Um conto de Natal chinês

por Pedro Saavedra,    21 Dezembro, 2021
Um conto de Natal chinês

Estamos todos sentados à mesa e é ela que nos sustenta com o seu conteúdo. Mas antes do conteúdo, a forma de nos receber alimenta-nos sem nos fazer escorregar proteínas e hidratos boca abaixo. Como nas páginas de um romance muito conhecido estamos à espera de alguém que há de chegar ou talvez não, ainda não sabemos. Mas esta mesa que nos existe entre braços e pernas é a personagem principal do tudo que está a acontecer à nossa volta.

Mesa de Quatro Pernas de Plástico Branco e Orifício ao Centro, produzida pelas melhores máquinas de injecção de moldes de plástico, produto da moderna rota da seda, poderia oferecer-nos um recital com Li Qiang a gritar um cuidado staccato na direcção da jovem chinesa que acciona, a quatro mãos, a prensa mecânica de oito toneladas; Cuidado! Tarde demais para o dedo médio da sua mão esquerda, agora já ele com ele em lençol incandescente que, descaído dos braços da máquina, humanizara aquele plástico, imprimindo-lhe um ADN para os próximos quinhentos anos.

Nada parou, porque nunca nada parava durante o turno de Li Qiang, que dentro estava num Antes de começar o trabalho de mudar o mundo dá três voltas dentro da tua casa. Repetia ele várias vezes ao dia sempre que sentia o mínimo de ansiedade ou o mínimo de dúvida sobre o sentido da vida. E repetia agora mais uma vez sem interferência do grito monossilábico, contido, quase envergonhado, da jovem, enquanto a mulher lhe embrulhava a mão já incompleta em compressas de tecido.

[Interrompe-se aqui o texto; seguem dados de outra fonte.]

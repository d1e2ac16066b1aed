//! Then steps for history tracking BDD scenarios.

use super::world::{HistoryWorld, counter_key, parse_values};
use rstest_bdd_macros::then;
use switchboard::backend::{domain::ResourceId, ports::ManagementBackend};

#[then(r#"the recorded history is "{values}""#)]
fn recorded_history_is(world: &mut HistoryWorld, values: String) -> Result<(), eyre::Report> {
    let expected = parse_values(&values)?;
    let samples = world
        .switchboard()?
        .history()
        .samples(&counter_key()?)
        .ok_or_else(|| eyre::eyre!("counter is not tracked"))?;
    let recorded: Vec<_> = samples.into_iter().map(|sample| sample.value).collect();
    if recorded != expected {
        return Err(eyre::eyre!("expected history {expected:?}, found {recorded:?}"));
    }
    Ok(())
}

#[then("the last response carried {count:usize} previous values")]
fn last_response_carried(world: &mut HistoryWorld, count: usize) -> Result<(), eyre::Report> {
    let response = world
        .last_response
        .as_ref()
        .ok_or_else(|| eyre::eyre!("no response recorded"))?;
    let carried = response.history().map_or(0, <[_]>::len);
    if carried != count {
        return Err(eyre::eyre!("expected {count} previous values, found {carried}"));
    }
    if response.timestamp().is_none() {
        return Err(eyre::eyre!("response is missing its timestamp"));
    }
    Ok(())
}

#[then("the admin resource is no longer registered")]
fn admin_resource_unregistered(world: &mut HistoryWorld) -> Result<(), eyre::Report> {
    let admin = ResourceId::new("switchboard:type=History")
        .map_err(|err| eyre::eyre!("admin id: {err}"))?;
    let ids = world
        .backend
        .resource_ids()
        .map_err(|err| eyre::eyre!("listing failed: {err}"))?;
    if ids.contains(&admin) {
        return Err(eyre::eyre!("admin resource still registered"));
    }
    Ok(())
}
//! Bridge facade wiring discovery, dispatch and history together.

use mockable::Clock;
use std::sync::Arc;
use thiserror::Error;
use tracing::info;

use crate::backend::domain::{BackendDomainError, ResourceId};
use crate::backend::ports::{BackendSet, DiscoveryError, ManagedResource};
use crate::backend::services::{AdminError, BackendDiscovery};
use crate::config::SwitchboardConfig;
use crate::dispatch::adapters::handlers;
use crate::dispatch::domain::{DispatchResult, Request, Response};
use crate::dispatch::ports::RequestHandler;
use crate::dispatch::services::RequestDispatcher;
use crate::history::adapters::HistoryAdminResource;
use crate::history::services::HistoryStore;

/// Errors raised while starting or stopping the bridge.
#[derive(Debug, Error)]
pub enum SwitchboardError {
    /// Backend discovery failed.
    #[error(transparent)]
    Discovery(#[from] DiscoveryError),
    /// Registering or unregistering the history resource failed.
    #[error(transparent)]
    Admin(#[from] AdminError),
    /// The configured history resource identifier is unusable.
    #[error("invalid history resource id: {0}")]
    InvalidResourceId(#[from] BackendDomainError),
}

/// Running bridge instance.
pub struct Switchboard<C>
where
    C: Clock + Send + Sync + 'static,
{
    dispatcher: RequestDispatcher,
    history: Arc<HistoryStore<C>>,
    admin_resource: Option<ResourceId>,
}

impl<C> Switchboard<C>
where
    C: Clock + Send + Sync + 'static,
{
    /// Starts the bridge over already discovered backends.
    ///
    /// Registers the history resource on the first backend unless the
    /// configuration disables it.
    ///
    /// # Errors
    ///
    /// Returns [`SwitchboardError`] when the history resource cannot be
    /// registered.
    pub fn start(
        discovery: BackendDiscovery,
        config: &SwitchboardConfig,
        clock: Arc<C>,
    ) -> Result<Self, SwitchboardError> {
        let dispatcher = RequestDispatcher::new(discovery);
        let history = Arc::new(HistoryStore::new(config.history, clock));

        let admin_resource = if config.admin.register_history_resource {
            let id = ResourceId::new(config.admin.resource_id.as_str())?;
            let resource: Arc<dyn ManagedResource> =
                Arc::new(HistoryAdminResource::new(id, Arc::clone(&history)));
            Some(dispatcher.register_resource(resource)?)
        } else {
            None
        };

        info!(
            backends = dispatcher.backends().len(),
            max_entries = config.history.max_entries,
            "switchboard started"
        );
        Ok(Self {
            dispatcher,
            history,
            admin_resource,
        })
    }

    /// Executes `request` with the built-in handler for its kind.
    ///
    /// # Errors
    ///
    /// Returns the dispatcher's error when no backend could serve it.
    pub fn execute(&self, request: &Request) -> DispatchResult<Response> {
        self.handle_with(handlers::for_kind(request.kind()), request)
    }

    /// Executes `request` with a caller-supplied handler.
    ///
    /// # Errors
    ///
    /// Returns the dispatcher's error when no backend could serve it.
    pub fn handle_with(
        &self,
        handler: &dyn RequestHandler,
        request: &Request,
    ) -> DispatchResult<Response> {
        let value = self.dispatcher.dispatch(handler, request)?;
        let mut response = Response::new(value);
        self.history.update_and_record(request, &mut response);
        Ok(response)
    }

    /// Returns the discovered backends.
    #[must_use]
    pub const fn backends(&self) -> &BackendSet {
        self.dispatcher.backends()
    }

    /// Returns the dispatcher.
    #[must_use]
    pub const fn dispatcher(&self) -> &RequestDispatcher {
        &self.dispatcher
    }

    /// Returns the history store.
    #[must_use]
    pub const fn history(&self) -> &Arc<HistoryStore<C>> {
        &self.history
    }

    /// Returns the identifier of the registered history resource.
    #[must_use]
    pub const fn admin_resource(&self) -> Option<&ResourceId> {
        self.admin_resource.as_ref()
    }

    /// Stops the bridge, unregistering the history resource.
    ///
    /// # Errors
    ///
    /// Returns [`SwitchboardError::Admin`] when unregistration fails.
    pub fn shutdown(self) -> Result<(), SwitchboardError> {
        if let Some(id) = &self.admin_resource {
            self.dispatcher.unregister_resource(id)?;
        }
        info!("switchboard stopped");
        Ok(())
    }
}
//! Switchboard: a bridge over management-attribute backends.
//!
//! A request names a resource and an attribute or operation. The bridge
//! finds the backend that serves it, keeps a bounded rolling history of
//! returned values, and exposes that history as a manageable resource of
//! its own.
//!
//! # Architecture
//!
//! Each module follows a hexagonal layout:
//!
//! - **Domain**: value types and errors
//! - **Ports**: traits implemented by backends, resources and handlers
//! - **Adapters**: in-memory backends, discovery strategies and handlers
//! - **Services**: discovery, dispatch and the history store
//!
//! # Modules
//!
//! - [`backend`]: backend abstraction, discovery and admin registration
//! - [`dispatch`]: request model and try-each or broadcast dispatch
//! - [`history`]: bounded per-key history
//! - [`switchboard`]: the facade tying them together
//! - [`config`] and [`logging`]: runtime configuration and tracing setup

pub mod backend;
pub mod config;
pub mod dispatch;
pub mod history;
pub mod logging;
pub mod switchboard;

pub use switchboard::{Switchboard, SwitchboardError};
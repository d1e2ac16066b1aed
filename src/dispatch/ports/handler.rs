//! Handler port: per-kind request execution.

use serde_json::Value;

use crate::backend::{
    domain::BackendError,
    ports::{BackendResult, BackendSet, ManagementBackend},
};
use crate::dispatch::domain::{Request, RequestKind};

/// Executes one kind of request against backends.
///
/// Handlers answering from a single backend implement [`Self::handle`] and
/// let the dispatcher try each backend in turn. Handlers that aggregate over
/// every backend return `true` from [`Self::handles_all_backends`] and
/// implement [`Self::handle_all`] instead.
pub trait RequestHandler: Send + Sync {
    /// Returns the request kind this handler serves.
    fn kind(&self) -> RequestKind;

    /// Whether the handler consumes the whole backend set at once.
    fn handles_all_backends(&self) -> bool {
        false
    }

    /// Handles a request against one backend.
    ///
    /// # Errors
    ///
    /// Returns the backend's error; not-found kinds let the dispatcher try
    /// the next backend.
    fn handle(&self, backend: &dyn ManagementBackend, request: &Request) -> BackendResult<Value>;

    /// Handles a request against every backend in one call.
    ///
    /// # Errors
    ///
    /// The default implementation returns [`BackendError::Unsupported`].
    fn handle_all(&self, _backends: &BackendSet, request: &Request) -> BackendResult<Value> {
        Err(BackendError::Unsupported(format!(
            "{} requests cannot be broadcast",
            request.kind()
        )))
    }
}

Humanizado, o tampo branco PVC foi avançando, ritmado, secção a secção, sendo zelosamente levantado e empurrado por vários elementos metálicos até chegar às mãos suaves de quem, já há cinco anos, o esperava no fim da rampa de rolamentos. Era embalado sempre com a mesma coreografia, acrescentado com uma segunda pele, película suave de transparência desinfectante, depois gentilmente coberto com pequenos e leves flocos de poliestireno expandido para finalmente repousar numa caixa de cartão selada sobre si mesma. Li Qiang, ele mesmo, não sabia, mas estava a assistir à criação de um adereço teatral. Olhando para a caixa com aqueles grafismos estrangeiros indecifráveis, não suspeitava que no seu conteúdo já viajava a personagem mais importante do preâmbulo da tragédia que se estava a preparar do outro lado do mundo, a ser carregada, ali mesmo, para dentro daquele camião Dongfeng KR que a lançava da província de Zhejiang para uma epopeia de dez mil e seiscentos quilómetros até uma zona comercial do centro de Portugal.